Problem requirements:
All that is wanted is a word-for-word copy of the data from its first line to the line containing "mod opaque;", both included.

Supplied data:
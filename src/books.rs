pub mod domain;
pub mod dto;
pub mod factory;
pub mod repository;
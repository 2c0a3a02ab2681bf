//! Per-intervention evaluation strategies.
//!
//! Each strategy only aggregates its inputs: it sums the eligible cost
//! (`Itot`) and the eligible-cost ceiling implied by its unit caps. The
//! rest of the computation is shared by [`compute`]:
//!
//! 1. resolve `p` (percentage tiers),
//! 2. `Imas = min(p × cost ceiling, absolute cap)`,
//! 3. resolve `MassimaleSoggetto`,
//! 4. `finale = max(0, min(Itot × p, Imas, MassimaleSoggetto))`.
//!
//! Dispatch is an exhaustive `match` on [`InterventionId`].

mod biomass;
mod charging;
mod heat_pump;
mod opaque;
mod photovoltaic;
mod surface;

use std::collections::BTreeMap;

use rust_decimal::Decimal;
use tracing::warn;

use crate::ceiling::{absolute_cap, resolve_massimale};
use crate::numeric::{apply_rate, clamp_min, money, percent, round_currency};
use crate::percentage::determine_percentage;
use crate::trace::{Explanation, NoTrace, Tracer};
use crate::types::{
    Context, EngineError, EvaluationResult, ExplainResult, InterventionId, InterventionParams,
    SubjectType,
};

/// Output of a strategy's aggregation step.
#[derive(Debug, Clone, Copy, PartialEq, Eq, Default)]
pub(crate) struct Aggregate {
    /// Eligible cost before rounding.
    pub itot: Decimal,
    /// Eligible-cost ceiling from unit caps, before the rate is applied.
    pub cost_cap: Decimal,
}

fn aggregate<T: Tracer>(id: InterventionId, params: &InterventionParams, trace: &mut T) -> Aggregate {
    match id {
        InterventionId::OpaqueInsulation => opaque::aggregate(params, trace),
        InterventionId::WindowReplacement
        | InterventionId::SolarShading
        | InterventionId::NzebTransformation
        | InterventionId::Lighting
        | InterventionId::BuildingAutomation => surface::aggregate(id, params, trace),
        InterventionId::EvCharging => charging::aggregate(params, trace),
        InterventionId::PhotovoltaicStorage => photovoltaic::aggregate(params, trace),
        InterventionId::HeatPump => heat_pump::aggregate(params, trace),
        InterventionId::Biomass => biomass::aggregate(params, trace),
    }
}

/// Narrate params of the wrong family; they contribute nothing.
pub(crate) fn mismatched<T: Tracer>(
    id: InterventionId,
    params: &InterventionParams,
    trace: &mut T,
) -> Aggregate {
    trace.step(|| {
        format!(
            "parametri di tipo {} non validi per {}: contributo nullo",
            params.family_name(),
            id.label()
        )
    });
    Aggregate::default()
}

/// Evaluate one intervention, recording its derivation into `trace`.
pub fn compute<T: Tracer>(
    id: InterventionId,
    params: &InterventionParams,
    operator: SubjectType,
    ctx: &Context,
    trace: &mut T,
) -> EvaluationResult {
    trace.step(|| format!("Intervento: {} ({}), soggetto {}", id.label(), id.key(), operator));

    let agg = aggregate(id, params, trace);
    let itot = round_currency(agg.itot);
    trace.var("Itot", itot);
    trace.step(|| format!("Itot (costo ammissibile) = {}", money(itot)));

    let rate = determine_percentage(&ctx.selected_premiums, params, operator, ctx, id);
    let p = rate.p;
    trace.var("p", p);
    trace.step(|| format!("p = {} ({})", percent(p), rate.p_desc));

    let by_units = apply_rate(agg.cost_cap, p);
    trace.var("costo_massimo_ammissibile", round_currency(agg.cost_cap));
    trace.var("Imas_unitario", by_units);
    let imas = match absolute_cap(id) {
        Some(cap) => {
            let imas = by_units.min(cap);
            trace.var("Imas_assoluto", cap);
            trace.step(|| {
                format!(
                    "Imas = min(p × {}, {}) = {}",
                    money(agg.cost_cap),
                    money(cap),
                    money(imas)
                )
            });
            imas
        }
        None => {
            trace.step(|| format!("Imas = p × {} = {}", money(agg.cost_cap), money(by_units)));
            by_units
        }
    };
    trace.var("Imas", imas);

    let massimale = resolve_massimale(id, itot, operator, trace);

    let gross = apply_rate(itot, p);
    let finale = clamp_min(&[gross, imas, massimale]);
    trace.var("Itot_x_p", gross);
    trace.var("finale", finale);
    trace.step(|| {
        format!(
            "finale = min(Itot × p = {}, Imas = {}, MassimaleSoggetto = {}) = {}",
            money(gross),
            money(imas),
            money(massimale),
            money(finale)
        )
    });

    EvaluationResult {
        itot,
        p,
        p_desc: rate.p_desc,
        imas,
        massimale_soggetto: massimale,
        finale,
        premiums: rate.premiums,
    }
}

/// Evaluate one intervention.
pub fn evaluate(
    id: InterventionId,
    params: &InterventionParams,
    operator: SubjectType,
    ctx: &Context,
) -> EvaluationResult {
    compute(id, params, operator, ctx, &mut NoTrace)
}

/// Evaluate one intervention and narrate the derivation.
pub fn explain(
    id: InterventionId,
    params: &InterventionParams,
    operator: SubjectType,
    ctx: &Context,
) -> ExplainResult {
    let mut explanation = Explanation::new();
    let result = compute(id, params, operator, ctx, &mut explanation);
    explanation.into_result(result.finale)
}

/// Eligible cost of one intervention, rounded to cents.
pub fn eligible_cost(id: InterventionId, params: &InterventionParams) -> Decimal {
    round_currency(aggregate(id, params, &mut NoTrace).itot)
}

// ──────────────────────────────────────────────
// Registry
// ──────────────────────────────────────────────

/// Key-based access to the strategies.
///
/// `evaluate` degrades to a zero result for unknown keys; `explain` reports
/// them as [`EngineError::UnknownIntervention`], since it cannot narrate a
/// strategy that does not exist.
#[derive(Debug, Clone)]
pub struct InterventionRegistry {
    entries: BTreeMap<&'static str, InterventionId>,
}

impl Default for InterventionRegistry {
    fn default() -> Self {
        Self::new()
    }
}

impl InterventionRegistry {
    pub fn new() -> Self {
        InterventionRegistry {
            entries: InterventionId::ALL
                .into_iter()
                .map(|id| (id.key(), id))
                .collect(),
        }
    }

    pub fn keys(&self) -> impl Iterator<Item = &'static str> + '_ {
        self.entries.keys().copied()
    }

    pub fn lookup(&self, key: &str) -> Option<InterventionId> {
        self.entries
            .get(key.trim().to_ascii_lowercase().as_str())
            .copied()
    }

    /// Evaluate by key. Missing params evaluate as empty inputs.
    pub fn evaluate(
        &self,
        key: &str,
        params: Option<&InterventionParams>,
        operator: SubjectType,
        ctx: &Context,
    ) -> EvaluationResult {
        let Some(id) = self.lookup(key) else {
            warn!(key, "unknown intervention, evaluating to zero");
            return EvaluationResult::zero(format!("intervento sconosciuto: {}", key));
        };
        match params {
            Some(params) => evaluate(id, params, operator, ctx),
            None => evaluate(id, &InterventionParams::empty_for(id), operator, ctx),
        }
    }

    /// Explain by key.
    pub fn explain(
        &self,
        key: &str,
        params: Option<&InterventionParams>,
        operator: SubjectType,
        ctx: &Context,
    ) -> Result<ExplainResult, EngineError> {
        let id = self
            .lookup(key)
            .ok_or_else(|| EngineError::UnknownIntervention {
                key: key.to_string(),
            })?;
        Ok(match params {
            Some(params) => explain(id, params, operator, ctx),
            None => explain(id, &InterventionParams::empty_for(id), operator, ctx),
        })
    }
}

// ──────────────────────────────────────────────
// Tests
// ──────────────────────────────────────────────
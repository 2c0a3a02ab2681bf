use std::path::Path;

use termico_eval::calculate_combined_incentives;
use termico_eval::types::CombinedResult;

use crate::error::CliError;
use crate::format::{currency, rate};
use crate::project::Project;
use crate::{print_json, OutputFormat, Settings};

pub(crate) fn cmd_eval(project_path: &Path, settings: &Settings) -> Result<(), CliError> {
    let project = Project::load(project_path)?;

    let result = calculate_combined_incentives(
        &project.selected,
        &project.inputs,
        project.operator,
        &project.global_premiums,
        &project.context,
    );

    if settings.quiet {
        return Ok(());
    }
    match settings.output {
        OutputFormat::Json => print_json(&result)?,
        OutputFormat::Text => print_text(&project, &result, &settings.currency_symbol),
    }
    Ok(())
}

fn print_text(project: &Project, result: &CombinedResult, symbol: &str) {
    println!("Soggetto: {}", project.operator);
    for outcome in &result.per_intervention {
        let r = &outcome.result;
        match outcome.id {
            Some(id) => println!("{} ({})", id.label(), outcome.key),
            None => println!("{} (sconosciuto)", outcome.key),
        }
        println!("  Itot: {}", currency(r.itot, symbol));
        println!("  p: {} ({})", rate(r.p), r.p_desc);
        println!("  Imas: {}", currency(r.imas, symbol));
        println!("  MassimaleSoggetto: {}", currency(r.massimale_soggetto, symbol));
        println!("  Incentivo: {}", currency(r.finale, symbol));
    }
    if !result.applied_premiums.is_empty() {
        println!("Premi applicati:");
        for applied in &result.applied_premiums {
            let entries: Vec<String> = applied
                .interventions
                .iter()
                .zip(&applied.increments)
                .map(|(id, inc)| format!("{} +{}", id, rate(*inc)))
                .collect();
            println!("  {}: {}", applied.premium, entries.join(", "));
        }
    }
    println!("Totale costi ammissibili: {}", currency(result.totals.itot, symbol));
    println!("Totale incentivo: {}", currency(result.totals.finale, symbol));
}
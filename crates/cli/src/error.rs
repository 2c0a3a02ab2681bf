use termico_eval::EngineError;

use crate::config::ConfigError;
use crate::project::ProjectError;
use crate::telemetry::TelemetryError;

/// Anything that makes a command exit non-zero.
#[derive(Debug, thiserror::Error)]
pub enum CliError {
    #[error(transparent)]
    Config(#[from] ConfigError),
    #[error(transparent)]
    Telemetry(#[from] TelemetryError),
    #[error(transparent)]
    Project(#[from] ProjectError),
    #[error(transparent)]
    Engine(#[from] EngineError),
    #[error("serialization error: {0}")]
    Serialize(#[from] serde_json::Error),
}
//! Opaque envelope insulation: rows priced per m² by element.

use rust_decimal::Decimal;

use super::{mismatched, Aggregate};
use crate::ceiling::opaque_specific_cost;
use crate::numeric::{money, round_currency, sum, times};
use crate::trace::Tracer;
use crate::types::{InterventionId, InterventionParams, OpaqueElement, OpaqueRow};

/// A row needs an element and a positive surface.
fn valid_element(row: &OpaqueRow) -> Option<OpaqueElement> {
    match row.elemento {
        Some(element) if row.superficie > Decimal::ZERO => Some(element),
        _ => None,
    }
}

pub(super) fn aggregate<T: Tracer>(params: &InterventionParams, trace: &mut T) -> Aggregate {
    let InterventionParams::Opaque(params) = params else {
        return mismatched(InterventionId::OpaqueInsulation, params, trace);
    };

    let mut costs = Vec::with_capacity(params.righe.len());
    let mut caps = Vec::with_capacity(params.righe.len());
    for (index, row) in params.righe.iter().enumerate() {
        let n = index + 1;
        let Some(element) = valid_element(row) else {
            trace.step(|| format!("riga {}: elemento o superficie mancante, esclusa", n));
            trace.var(&format!("riga[{}].costo", n), Decimal::ZERO);
            trace.var(&format!("riga[{}].massimale", n), Decimal::ZERO);
            continue;
        };
        let specific = opaque_specific_cost(element);
        let cap = times(row.superficie, specific);
        trace.var(&format!("riga[{}].costo", n), round_currency(row.costo));
        trace.var(&format!("riga[{}].massimale", n), round_currency(cap));
        trace.step(|| {
            format!(
                "riga {}: {} {} m², costo {}, massimo ammissibile {} m² × {} = {}",
                n,
                element.key(),
                row.superficie,
                money(row.costo),
                row.superficie,
                money(specific),
                money(cap)
            )
        });
        costs.push(row.costo);
        caps.push(cap);
    }

    Aggregate {
        itot: sum(costs),
        cost_cap: sum(caps),
    }
}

Solution for this problem:
filename src/books.rs
pub mod domain;
pub mod dto;
pub mod factory;
pub mod repository;
repository 2c0a3a02ab2681bf
//! Per-intervention evaluation strategies.
//!
//! Each strategy only aggregates its inputs: it sums the eligible cost
//! (`Itot`) and the eligible-cost ceiling implied by its unit caps. The
//! rest of the computation is shared by [`compute`]:
//!
//! 1. resolve `p` (percentage tiers),
//! 2. `Imas = min(p × cost ceiling, absolute cap)`,
//! 3. resolve `MassimaleSoggetto`,
//! 4. `finale = max(0, min(Itot × p, Imas, MassimaleSoggetto))`.
//!
//! Dispatch is an exhaustive `match` on [`InterventionId`].

mod biomass;
mod charging;
mod heat_pump;
mod opaque;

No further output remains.